Question: Is it possible, being a member of a family of four, each with busy schedules, as well as being piled under a variety of different work assignments, to watch or otherwise pay attention to almost all of a 12-hour car race on television on a weekend?
A: Apparently yes, but it requires the use of multiple technologies.
And so the 57th running of the American Le Mans Series Mobil 1 Twelve Hours of Sebring is over, having occupied most of Saturday's daylight hours and a good chunk of the night as well. And yes, by employing a complicated dance involving running up and down the stairs, laptop in hand for the live scoring and timing updates, and switching to internet radio feed when necessary (like, for example, when Speed TV inexplicably saw fit to go away from coverage for a couple of hours of NASCAR qualifying in the middle), I actually managed to stay in touch with almost all of the race.
Which, as it turned out, was epic. The new LMP1 class Acura prototypes were fast, but had a number of reliability issues resulting in them falling out of contention, whereas one class down in LMP2, last year's Lowe's Fernandez Acura ARX-01b was reliable, steady and fast, finishing first in its class and beating the pants off a couple of also-unreliable Mazda/Lola coupes fielded by Dyson Racing, who have switched from the Porsches they ran last year.
But the real drama was up in LMP1, a battle royal between the new Audi R15 and updated Peugeot 908 turbo-diesel monsters, with the veteran Audi crew of Dindo Capello, Allan McNish and "Mr. Le Mans" Tom Kristensen eventually prevailing.
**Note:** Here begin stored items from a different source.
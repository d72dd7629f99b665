//! Per-connection handler: admission, command loop, cleanup.
//!
//! Each accepted connection gets its own Tokio task running this handler
//! plus a writer task. The flow is:
//!   1. Register the connection in the lobby, or refuse it when full
//!   2. Loop: read a line → decode → apply under the lobby lock
//!   3. On EOF, read error, write error or a full outbox: remove the
//!      player, stop the writer, close

use std::sync::Arc;
use std::time::Duration;

use minima_protocol::{ClientCommand, Codec, PlayerId, ProtocolError, ServerMessage};
use minima_session::{OUTBOX_CAPACITY, Outbox, SessionError};
use minima_transport::{Connection, TcpConnection, TransportError};
use tokio::sync::mpsc;

use crate::MinimaError;
use crate::server::ServerState;

/// How long a departing client gets to receive what is still queued.
const DRAIN_TIMEOUT: Duration = Duration::from_secs(2);

/// Handles a single connection from accept to close.
pub(crate) async fn handle_connection<C: Codec>(
    conn: TcpConnection,
    state: Arc<ServerState<C>>,
) -> Result<(), MinimaError> {
    let conn = Arc::new(conn);
    let player_id = PlayerId(conn.id().into_inner());
    let peer = conn.peer_addr();

    let (outbox, inbox) = Outbox::channel(OUTBOX_CAPACITY);
    let overflow = outbox.overflow_signal();
    let admitted = state.lobby.lock().await.connect(player_id, outbox);
    if let Err(e) = admitted {
        if let SessionError::Full(max) = e {
            tracing::warn!(%player_id, %peer, max, "connection refused, server full");
            let refusal = state.codec.encode(&ServerMessage::Error("server full".into()));
            conn.send(&refusal).await?;
        }
        conn.close().await?;
        return Err(e.into());
    }
    tracing::info!(%player_id, %peer, "player connected");

    let mut writer = tokio::spawn(write_loop(Arc::clone(&conn), inbox, Arc::clone(&state)));
    let mut writer_running = true;
    let mut drain = true;

    loop {
        let received = tokio::select! {
            received = conn.recv() => received,
            () = overflow.notified() => {
                tracing::warn!(%player_id, "client not reading, dropping connection");
                drain = false;
                break;
            }
            _ = &mut writer => {
                tracing::debug!(%player_id, "writer stopped, closing connection");
                writer_running = false;
                break;
            }
        };

        let data = match received {
            Ok(Some(data)) => data,
            Ok(None) => {
                tracing::info!(%player_id, "connection closed cleanly");
                break;
            }
            Err(TransportError::LineTooLong(max)) => {
                tracing::debug!(%player_id, max, "line too long");
                state.lobby.lock().await.reply_error(player_id, "line too long");
                continue;
            }
            Err(e) => {
                tracing::debug!(%player_id, error = %e, "recv error");
                break;
            }
        };

        let command: ClientCommand = match state.codec.decode(&data) {
            Ok(command) => command,
            Err(ProtocolError::Empty) => continue,
            Err(e) => {
                tracing::debug!(%player_id, error = %e, "failed to decode line");
                state.lobby.lock().await.reply_error(player_id, &e.wire_reason());
                continue;
            }
        };

        tracing::debug!(%player_id, %command, "command received");
        state.lobby.lock().await.handle_command(player_id, command);
    }

    // Dropping the session closes the outbox; the writer sends what is
    // left and exits.
    state.lobby.lock().await.disconnect(player_id);
    if writer_running
        && (!drain || tokio::time::timeout(DRAIN_TIMEOUT, &mut writer).await.is_err())
    {
        writer.abort();
    }
    conn.close().await.ok();
    tracing::info!(%player_id, "player disconnected");
    Ok(())
}

/// Drains a player's outbound queue onto the socket, in order.
async fn write_loop<C: Codec>(
    conn: Arc<TcpConnection>,
    mut inbox: mpsc::Receiver<ServerMessage>,
    state: Arc<ServerState<C>>,
) {
    while let Some(message) = inbox.recv().await {
        let bytes = state.codec.encode(&message);
        if let Err(e) = conn.send(&bytes).await {
            tracing::debug!(id = %conn.id(), error = %e, "send failed, writer stopping");
            break;
        }
    }
}
//! Per-round raw scores and the rank points derived from them.

use std::collections::HashMap;

use minima_protocol::PlayerId;

/// Raw scores and rank points, one row per player and one column per round.
///
/// Lower raw scores are better. After a game ends the totals are frozen
/// into a read-only snapshot that survives until the next game starts.
#[derive(Debug, Clone, Default)]
pub struct Leaderboard {
    /// Row order; also the tie-break order when ranking.
    roster: Vec<PlayerId>,
    rounds: usize,
    scores: HashMap<PlayerId, Vec<Option<f64>>>,
    points: HashMap<PlayerId, Vec<u32>>,
    frozen: Option<Vec<(PlayerId, u32)>>,
}

impl Leaderboard {
    pub fn new(roster: &[PlayerId], rounds: usize) -> Self {
        let mut board = Self::default();
        board.allocate(roster, rounds);
        board
    }

    fn allocate(&mut self, roster: &[PlayerId], rounds: usize) {
        self.roster = roster.to_vec();
        self.rounds = rounds;
        self.scores = roster.iter().map(|&p| (p, vec![None; rounds])).collect();
        self.points = roster.iter().map(|&p| (p, vec![0; rounds])).collect();
    }

    /// Sets a raw score cell if it is still empty.
    ///
    /// Returns `false` when the cell was already set or does not exist.
    pub fn record_score(&mut self, player: PlayerId, round: usize, score: f64) -> bool {
        match self.scores.get_mut(&player).and_then(|row| row.get_mut(round)) {
            Some(cell) if cell.is_none() => {
                *cell = Some(score);
                true
            }
            _ => false,
        }
    }

    pub fn score(&self, player: PlayerId, round: usize) -> Option<f64> {
        self.scores.get(&player)?.get(round).copied().flatten()
    }

    pub fn points(&self, player: PlayerId, round: usize) -> Option<u32> {
        self.points.get(&player)?.get(round).copied()
    }

    /// Ranks the roster for `round` and stores each player's points.
    ///
    /// Ascending by raw score with ties in roster order; players with no
    /// score rank last. Rank `r` (0 = best) earns `N - r`, so one round
    /// hands out exactly `1..=N`.
    pub fn compute_round_points(&mut self, round: usize) -> Vec<(PlayerId, u32)> {
        if round >= self.rounds {
            return Vec::new();
        }
        let mut ranked: Vec<(PlayerId, Option<f64>)> = self
            .roster
            .iter()
            .map(|&p| (p, self.score(p, round)))
            .collect();
        ranked.sort_by(|(_, a), (_, b)| match (a, b) {
            (Some(a), Some(b)) => a.total_cmp(b),
            (Some(_), None) => std::cmp::Ordering::Less,
            (None, Some(_)) => std::cmp::Ordering::Greater,
            (None, None) => std::cmp::Ordering::Equal,
        });

        let n = ranked.len() as u32;
        let awarded: Vec<(PlayerId, u32)> = ranked
            .into_iter()
            .enumerate()
            .map(|(rank, (player, _))| (player, n - rank as u32))
            .collect();

        for &(player, pts) in &awarded {
            if let Some(cell) = self.points.get_mut(&player).and_then(|row| row.get_mut(round)) {
                *cell = pts;
            }
        }
        tracing::debug!(round, ?awarded, "round points computed");
        awarded
    }

    pub fn total(&self, player: PlayerId) -> u32 {
        self.points.get(&player).map_or(0, |row| row.iter().sum())
    }

    /// Live cumulative totals in roster order.
    pub fn totals(&self) -> Vec<(PlayerId, u32)> {
        self.roster.iter().map(|&p| (p, self.total(p))).collect()
    }

    /// Snapshots the current totals. No-op if already frozen.
    pub fn freeze(&mut self) {
        if self.frozen.is_none() {
            self.frozen = Some(self.totals());
        }
    }

    /// Reallocates both grids for a new game and drops the snapshot.
    pub fn unfreeze(&mut self, roster: &[PlayerId], rounds: usize) {
        self.frozen = None;
        self.allocate(roster, rounds);
    }

    pub fn is_frozen(&self) -> bool {
        self.frozen.is_some()
    }

    pub fn frozen_snapshot(&self) -> Option<&[(PlayerId, u32)]> {
        self.frozen.as_deref()
    }

    /// Deletes a player's rows without touching anyone else's.
    pub fn remove_player(&mut self, player: PlayerId) {
        self.roster.retain(|&p| p != player);
        self.scores.remove(&player);
        self.points.remove(&player);
    }

    pub fn roster(&self) -> &[PlayerId] {
        &self.roster
    }

    pub fn rounds(&self) -> usize {
        self.rounds
    }
}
And, as in previous years, down in the GT2 class there was another battle shaping up, with the slightly updated red Ferrari F430 eventually walking away from the Porsche teams, and the five-year-old Panoz Esperante fending off a late Porsche challenge to grab third in class.
It's the first time I've watched this race around what is essentially part of an airport in Florida, and it was hugely entertaining - very high cornering speeds, horrendously bumpy track, and most importantly, a good, solidly-contested event with no dirty business at all (although one of the Flying Lizard Porsches might disagree, having been slightly punted by the Panoz with an hour or so left to race). Congratulations also to the Robertson Racing Ford GT in its attractive new red-and-gray livery, which qualified a very respectable fifth in GT2, finally finishing in seventh after being collected in a collision partway through the race. A much better result than last year at Mosport, where the car unfortunately spent most of the time relaxing with its feet up.
And so, where does this leave me? Well, I did manage to get some work done on the laptop during all of this, and didn't totally abandon my family. Now Sunday's here, I've still got lots to do, the weather's a bit chilly for yard work, and because I wasn't in Florida yesterday I don't have a raftload of photos from the race to edit, like I did from the race in late August last year.
Next up: St. Petersburg, on April the fourth. I'm already planning my viewing strategy.